Her Yaşta Obeziteye Dikkat
Obezite, tütünden sonra kanser için en yüksek risk faktörüdür.
Obezite ve kanser arasındaki bağlantı, kısa bir süre önce kanıtlanmıştır. ‘Amerikan paradoksu’ olarak bilinen yağ tüketimiyle birlikte artan obezite olgusu; artık Avrupa’nın tamamını, hatta İsrail’i daha fazla etkilemektedir. 1976 ile 2000 yılları arasında Amerikalılar’ın yağ tüketimi yüzde 11 oranında, aldıkları toplam kalori miktarı ise yüzde 4 oranında azalmıştır. Ancak bu dönemde obezite yüzde 31 oranında artmıştır.Gerard Ailhaud ve meslektaşı Philippe Guesnet; 1950 yılından itibaren sütün yapısında gerçekleşen değişikliklerin, bebeklerde obeziteye neden olduğunu kanıtlamıştır. Anne sütü ya da bebekler için üretilen sütlerle beslenen bebekler; yeterince gıda alamamaktadır. İnekler, otların en bol olduğu ilkbaharda doğum yapar ve yazın sonuna kadar aylarca süt üretir. İlkbahar otları, özellikle omega 3 yağ asitleri açısından zengin bir kaynaktır. Dolayısıyla bu yağ asitleri; otlaklarda yetişen ineklerin sütünde ve bu sütten elde edilen tereyağı, kaymak, yoğurt ve peynir gibi ürünlerde yoğundur. Omega 3 yağ asitleri aynı şekilde otlaklarda yetişmiş sığırların etinde ve eşelenerek beslenen serbest tavukların yumurtalarında da bulunur.Omega 3 ve omega 6 yağ asitlerine, ‘zorunlu yağ asitleri’ denir çünkü insan vücudu bunları üretemez. Bu nedenle vücudumuzdaki omega 3 ve omega 6 yağ asitlerini doğrudan yediğimiz gıdalardan alırız. Gıdalarımızdaki omega 3 ve omega 6 yağ asitlerinin miktarı yediğimiz inekler ve tavukların yemlerine bağlıdır. Eğer ot yerlerse; verdikleri et, süt, yumurtanın dengesi omega 3 ve omega 6 yağ asitleri açısından mükemmel olur. Mısır ve soya yediklerinde ise bu denge bozulur. Doğal dengenin bozulmasından tavuklar da etkilenmiştir. Bunun sonucu oladat doğal bir gıda olan yumurta, artık 50 yıl önce içerdiği zorunlu yağ asitlerini içermemektedir.

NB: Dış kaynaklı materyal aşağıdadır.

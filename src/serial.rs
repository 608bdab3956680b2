//! ==============================================================================
//! serial.rs - serial byte source and reader loop
//! ==============================================================================
//!
//! purpose:
//!     opens the byte stream coming from the remote sensor (an xbee explorer
//!     on the usb port) and drives the frame parser with it. every reading the
//!     parser produces lands in the last-reading cache.
//!
//! design philosophy:
//!     - "Compile Anywhere": without the `hardware` feature a mock sensor
//!       prints "25.0,50.0\r\n" every 10s, so the host runs on any machine.
//!     - with `hardware` the real port is opened through tokio-serial
//!       (9600 8N1, no flow control by default).
//!     - no reconnect: a read error or end of stream ends the loop and is
//!       returned to main.rs for the operator to see.
//!
//! relationships:
//!     - feeds: parser.rs
//!     - writes: cache.rs (the only writer)
//!     - configured by: config.rs (SerialConfig)
//!
//! ==============================================================================

use crate::cache::SensorCache;
use crate::config::SerialConfig;
use crate::error::SerialError;
use crate::parser::FrameParser;
use std::time::Duration;
use tokio::io::{AsyncRead, AsyncReadExt};
use tracing::{debug, error, info};

/// a raw byte stream from the sensor link
pub type ByteSource = Box<dyn AsyncRead + Send + Unpin>;

/// read size per call, same as the sensor's largest burst
const CHUNK_SIZE: usize = 1024;

// ==============================================================================================
// MOCK SOURCE (For development machines)
// ==============================================================================================

/// what the mock sensor prints
#[cfg(not(feature = "hardware"))]
pub const MOCK_FRAME: &[u8] = b"25.0,50.0\r\n";

/// how often the mock sensor prints
#[cfg(not(feature = "hardware"))]
pub const MOCK_PERIOD: Duration = Duration::from_secs(10);

#[cfg(not(feature = "hardware"))]
pub fn open(config: &SerialConfig) -> Result<ByteSource, SerialError> {
    use tokio::io::AsyncWriteExt;

    info!(port = %config.port, "Using MOCK serial sensor (no hardware access)");
    let (mut device, host) = tokio::io::duplex(256);
    tokio::spawn(async move {
        let mut ticker = tokio::time::interval(MOCK_PERIOD);
        loop {
            ticker.tick().await;
            if device.write_all(MOCK_FRAME).await.is_err() {
                break;
            }
        }
    });
    Ok(Box::new(host))
}

// ==============================================================================================
// REAL SOURCE (tokio-serial)
// ==============================================================================================

#[cfg(feature = "hardware")]
pub fn open(config: &SerialConfig) -> Result<ByteSource, SerialError> {
    use tokio_serial::SerialPortBuilderExt;

    info!(port = %config.port, baud = config.baud_rate, "Connecting to serial port...");
    let port = tokio_serial::new(&config.port, config.baud_rate)
        .data_bits(tokio_serial::DataBits::Eight)
        .parity(tokio_serial::Parity::None)
        .stop_bits(tokio_serial::StopBits::One)
        .flow_control(tokio_serial::FlowControl::None)
        .open_native_async()
        .map_err(|e| SerialError::Open {
            port: config.port.clone(),
            reason: e.to_string(),
        })?;
    Ok(Box::new(port))
}

// ==============================================================================
// reader loop
// ==============================================================================

pub struct SerialReader {
    parser: FrameParser,
    cache: SensorCache,
    /// pause after a good frame so trailing bytes of the same burst settle
    settle: Duration,
    show_readings: bool,
}

impl SerialReader {
    pub fn new(cache: SensorCache, config: &SerialConfig, show_readings: bool) -> Self {
        Self {
            parser: FrameParser::new(config.max_buffer_bytes),
            cache,
            settle: Duration::from_millis(config.settle_ms),
            show_readings,
        }
    }

    /// read until the stream fails or closes
    ///
    /// only ever returns an error: Read for i/o failures, Closed at end of
    /// stream.
    pub async fn run<R: AsyncRead + Unpin>(mut self, mut source: R) -> Result<(), SerialError> {
        let mut buf = vec![0u8; CHUNK_SIZE];
        loop {
            let n = match source.read(&mut buf).await {
                Ok(0) => {
                    error!("[SERIAL] stream closed");
                    return Err(SerialError::Closed);
                }
                Ok(n) => n,
                Err(e) => {
                    error!("[SERIAL] read error: {}", e);
                    return Err(SerialError::Read(e));
                }
            };

            let readings = self.parser.feed(&buf[..n]);
            if readings.is_empty() {
                continue;
            }
            for reading in &readings {
                if self.show_readings {
                    info!("[SENSOR] Temp: {:.1}°C | Humidity: {:.1}%", reading.temperature, reading.humidity);
                } else {
                    debug!(temperature = reading.temperature, humidity = reading.humidity, "reading parsed");
                }
                self.cache.update(reading);
            }
            if !self.settle.is_zero() {
                tokio::time::sleep(self.settle).await;
            }
        }
    }
}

1950’li yıllarda süt ürünleri ve ete yönelik talep artınca çiftçiler; bir ineği beslemek için gereken otlama alanını daraltmak zorunda kalmıştır. Sığırların başlıca yiyeceği haline gelmiş olan mısır, soya ve buğday; omega 3 yağ asidi içermez. Bu gıda kaynakları omega 6 açısından daha zengindir.Vücudumuzdaki omega 3 ve omega 6 yağ asitleri vücut fonksiyonlarımızı kontrol etmek için sürekli yarışır. Omega 6’lar yağ depolamaya ve hücrelerin sertliğini korumaya yardımcı olur. Doğumdan itibaren yağ hücrelerinin üretimini kontrol eder. Omega 3’ler ise sinir sisteminin gelişiminde rol oynar. Hücre duvarlarını daha esnek hale getirir ve dış hasarlardan korumaya çalışır. Ayrıca yağ hücrelerinin üretimini sınırlar. Fizyolojik dengemiz, büyük oranda omega 3’lerle omega 6’lar arasındaki dengeye ve dolayısıyla beslenme düzenimizin dengesine bağlıdır. İşte son 50 yılda en fazla değişen de, yemek düzeninin bu dengesidir.